→ What to do
Every line with "content" in it should be copied from the data.
━━━ Data for analysis ━━━
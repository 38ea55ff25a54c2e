/// Conventional executable directories inside an install prefix, in search order.
/// The prefix root itself is searched last by the locator.
pub const BIN_DIRS: &[&str] = &["bin", "usr/bin", "sbin", "usr/sbin", "usr/local/bin"];

/// Conventional library directories inside an install prefix
pub const LIB_DIRS: &[&str] = &[
    "lib",
    "lib64",
    "usr/lib",
    "usr/lib64",
    "lib/x86_64-linux-gnu",
    "lib/aarch64-linux-gnu",
    "lib/arm-linux-gnueabihf",
    "usr/lib/x86_64-linux-gnu",
    "usr/lib/aarch64-linux-gnu",
    "usr/lib/arm-linux-gnueabihf",
];
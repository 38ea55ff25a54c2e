use crate::error::Result;
use crate::packages::traits::{PackageManager, path_arg};
use crate::utils::archive;
use crate::utils::command::CommandSpec;
use std::path::{Path, PathBuf};

/// Debian/Ubuntu: `apt-get download` + `dpkg -x`
#[derive(Debug, Default)]
pub struct AptManager;

impl AptManager {
    pub fn new() -> Self {
        Self
    }
}

impl PackageManager for AptManager {
    fn name(&self) -> &'static str {
        "apt"
    }

    fn version_separator(&self) -> &'static str {
        "="
    }

    fn probe_command(&self) -> &'static str {
        "apt-get"
    }

    fn build_download_command(
        &self,
        versioned_name: &str,
        _base_name: &str,
        staging_dir: &Path,
    ) -> Result<CommandSpec> {
        // apt-get download writes into the working directory; the cache option
        // keeps any partial files inside the staging dir as well.
        let mut argv = vec!["apt-get".to_string()];
        argv.extend(self.default_options());
        argv.push("download".to_string());
        argv.push("-o".to_string());
        argv.push(format!("Dir::Cache::archives={}", path_arg(staging_dir)));
        argv.push(versioned_name.to_string());
        Ok(CommandSpec::Argv(argv))
    }

    /// `<name>_*.deb`, then `<name>*.deb`; first in lexical order
    fn locate_archive(&self, staging_dir: &Path, base_name: &str) -> Option<PathBuf> {
        let name = archive::escape(base_name);
        archive::first_match(
            staging_dir,
            &[format!("{}_*.deb", name), format!("{}*.deb", name)],
        )
    }

    fn build_extract_command(&self, archive: &Path, install_prefix: &Path) -> Result<CommandSpec> {
        Ok(CommandSpec::argv([
            "dpkg".to_string(),
            "-x".to_string(),
            path_arg(archive),
            path_arg(install_prefix),
        ]))
    }
}
//! Input sanitization utilities
//!
//! Package names and versions end up in package manager argv and, for some
//! backends, in a shell line. They also become directory names in the cache.

use crate::error::{Result, YoinkError};
use regex::Regex;
use std::sync::LazyLock;

/// Safe characters for package names across apt, dnf and pacman.
/// Allows: alphanumeric, dash, underscore, dot, plus, at sign, colon (multiarch), slash
static SAFE_PACKAGE_NAME: LazyLock<Regex> =
    LazyLock::new(|| Regex::new(r"^[a-zA-Z0-9@._+:/-]+$").expect("Invalid regex pattern"));

/// Versions may carry an epoch (`1:2.0`) or a tilde (`1.0~rc1`)
static SAFE_VERSION: LazyLock<Regex> =
    LazyLock::new(|| Regex::new(r"^[a-zA-Z0-9._+:~-]+$").expect("Invalid regex pattern"));

/// Characters that could be dangerous in shell contexts
static SHELL_DANGEROUS: LazyLock<Regex> =
    LazyLock::new(|| Regex::new(r#"[;`$(){}|&<>\\'"\s*?\[\]]"#).expect("Invalid regex pattern"));

const MAX_NAME_LEN: usize = 256;

/// Validate a package name is safe to hand to a package manager
pub fn validate_package_name(name: &str) -> Result<()> {
    if name.is_empty() {
        return Err(YoinkError::InvalidPackageSpec(
            "Package name cannot be empty".to_string(),
        ));
    }

    if name.len() > MAX_NAME_LEN {
        let head: String = name.chars().take(50).collect();
        return Err(YoinkError::InvalidPackageSpec(format!(
            "Package name too long (max {} chars): {}...",
            MAX_NAME_LEN, head
        )));
    }

    if SHELL_DANGEROUS.is_match(name) {
        return Err(YoinkError::InvalidPackageSpec(format!(
            "Package name contains unsafe characters: {}",
            name
        )));
    }

    if !SAFE_PACKAGE_NAME.is_match(name) {
        return Err(YoinkError::InvalidPackageSpec(format!(
            "Package name contains invalid characters: {}",
            name
        )));
    }

    // Would be read as an option by the package manager
    if name.starts_with('-') {
        return Err(YoinkError::InvalidPackageSpec(format!(
            "Package name cannot start with '-': {}",
            name
        )));
    }

    if name.contains("..") {
        return Err(YoinkError::InvalidPackageSpec(format!(
            "Package name cannot contain path traversal: {}",
            name
        )));
    }

    Ok(())
}

/// Validate a requested version string
pub fn validate_version(version: &str) -> Result<()> {
    if version.len() > MAX_NAME_LEN || !SAFE_VERSION.is_match(version) {
        return Err(YoinkError::InvalidPackageSpec(format!(
            "Version contains invalid characters: {}",
            version
        )));
    }
    Ok(())
}

/// Make a name usable as a single cache directory component.
///
/// `/` and `:` are percent-escaped. `%` is rejected by validation, so distinct
/// inputs always give distinct components.
pub fn cache_component(input: &str) -> String {
    let mut out = String::with_capacity(input.len());
    for c in input.chars() {
        match c {
            '/' => out.push_str("%2F"),
            ':' => out.push_str("%3A"),
            _ => out.push(c),
        }
    }
    out
}

#[cfg(test)]
mod tests {
    use super::*;

    #[test]
    fn test_valid_package_names() {
        assert!(validate_package_name("cowsay").is_ok());
        assert!(validate_package_name("python3.12").is_ok());
        assert!(validate_package_name("gcc++").is_ok());
        assert!(validate_package_name("libc6:amd64").is_ok());
        assert!(validate_package_name("a@b").is_ok());
        assert!(validate_package_name("extra/ripgrep").is_ok());
    }

    #[test]
    fn test_shell_injection_blocked() {
        assert!(validate_package_name("foo; rm -rf /").is_err());
        assert!(validate_package_name("foo | cat").is_err());
        assert!(validate_package_name("foo$(cat)").is_err());
        assert!(validate_package_name("foo && echo").is_err());
        assert!(validate_package_name("foo*").is_err());
        assert!(validate_package_name("foo%2F").is_err());
        assert!(validate_package_name("foo=latest").is_err());
    }

    #[test]
    fn test_option_like_and_traversal_blocked() {
        assert!(validate_package_name("--help").is_err());
        assert!(validate_package_name("../../../etc/passwd").is_err());
        assert!(validate_package_name("foo/../bar").is_err());
    }

    #[test]
    fn test_empty_and_long_names() {
        assert!(validate_package_name("").is_err());
        assert!(validate_package_name(&"a".repeat(300)).is_err());
    }

    #[test]
    fn test_versions() {
        assert!(validate_version("3.3.0").is_ok());
        assert!(validate_version("1:2.40-1").is_ok());
        assert!(validate_version("1.0~rc1").is_ok());
        assert!(validate_version("1.0 && reboot").is_err());
        assert!(validate_version("1/2").is_err());
    }

    #[test]
    fn test_cache_component() {
        assert_eq!(cache_component("extra/ripgrep"), "extra%2Fripgrep");
        assert_eq!(cache_component("libc6:amd64"), "libc6%3Aamd64");
        assert_eq!(cache_component("1:2.0"), "1%3A2.0");
        assert_ne!(cache_component("a:b"), cache_component("a_b"));
    }
}
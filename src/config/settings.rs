//! User settings read from `settings.kdl`.
//!
//! ```kdl
//! cache_dir "~/.cache/yoink"
//! backends "dnf" "apt"
//! color "never"
//! command_timeout 600
//! verbose #false
//! ```

use crate::error::{Result, YoinkError};
use crate::ui::ColorChoice;
use crate::utils::paths;
use kdl::{KdlDocument, KdlNode, KdlValue};
use std::fs;
use std::path::{Path, PathBuf};
use std::time::Duration;

const VALID_KEYS: &[&str] = &["cache_dir", "backends", "color", "command_timeout", "verbose"];

#[derive(Debug, Clone, Default, PartialEq, Eq)]
pub struct Settings {
    pub cache_dir: Option<PathBuf>,
    /// Restricts and orders backend detection; empty means all
    pub backends: Vec<String>,
    pub color: Option<ColorChoice>,
    /// `None` waits forever
    pub command_timeout: Option<Duration>,
    pub verbose: bool,
}

impl Settings {
    /// Load from the default location (or `YOINK_CONFIG`)
    pub fn load() -> Result<Self> {
        Self::load_from(&paths::settings_file()?)
    }

    /// A missing file yields defaults
    pub fn load_from(path: &Path) -> Result<Self> {
        if !path.exists() {
            return Ok(Self::default());
        }
        let content = fs::read_to_string(path).map_err(|e| YoinkError::io(path, e))?;
        Self::parse(&content).map_err(|e| match e {
            YoinkError::ConfigError(msg) => {
                YoinkError::ConfigError(format!("{}: {}", path.display(), msg))
            }
            other => other,
        })
    }

    pub fn parse(content: &str) -> Result<Self> {
        let doc: KdlDocument = content.parse().map_err(|e: kdl::KdlError| {
            let err_msg = e.to_string();
            let hint = if err_msg.contains("unexpected end of file") {
                "\nHint: You might be missing a closing quote or brace."
            } else {
                "\nHint: Settings use the form: key \"value\""
            };
            YoinkError::ConfigError(format!("KDL parsing error: {}{}", err_msg, hint))
        })?;

        let mut settings = Self::default();

        for node in doc.nodes() {
            match node.name().value() {
                "cache_dir" => {
                    settings.cache_dir = Some(PathBuf::from(single_string(node)?));
                }
                "backends" => {
                    settings.backends = node
                        .entries()
                        .iter()
                        .map(|entry| {
                            entry.value().as_string().map(str::to_string).ok_or_else(|| {
                                invalid(node, "expected backend names as strings")
                            })
                        })
                        .collect::<Result<_>>()?;
                }
                "color" => {
                    let value = single_string(node)?;
                    settings.color = Some(ColorChoice::parse(&value).ok_or_else(|| {
                        invalid(node, "valid values: auto, always, never")
                    })?);
                }
                "command_timeout" => {
                    let secs = single_value(node)?
                        .as_integer()
                        .filter(|n| *n >= 0)
                        .and_then(|n| u64::try_from(n).ok())
                        .ok_or_else(|| invalid(node, "expected a number of seconds"))?;
                    settings.command_timeout = (secs > 0).then(|| Duration::from_secs(secs));
                }
                "verbose" => {
                    settings.verbose = single_value(node)?
                        .as_bool()
                        .ok_or_else(|| invalid(node, "expected #true or #false"))?;
                }
                other => {
                    return Err(YoinkError::ConfigError(format!(
                        "Unknown setting: '{}'. Valid settings: {}",
                        other,
                        VALID_KEYS.join(", ")
                    )));
                }
            }
        }

        Ok(settings)
    }
}

fn invalid(node: &KdlNode, expected: &str) -> YoinkError {
    YoinkError::ConfigError(format!(
        "Invalid value for '{}': {}",
        node.name().value(),
        expected
    ))
}

fn single_value(node: &KdlNode) -> Result<&KdlValue> {
    match node.entries() {
        [entry] => Ok(entry.value()),
        _ => Err(invalid(node, "expected exactly one value")),
    }
}

fn single_string(node: &KdlNode) -> Result<String> {
    single_value(node)?
        .as_string()
        .map(str::to_string)
        .ok_or_else(|| invalid(node, "expected a string"))
}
━━━
→ Solution
        let content = fs::read_to_string(path).map_err(|e| YoinkError::io(path, e))?;
        Self::parse(&content).map_err(|e| match e {
    pub fn parse(content: &str) -> Result<Self> {
        let doc: KdlDocument = content.parse().map_err(|e: kdl::KdlError| {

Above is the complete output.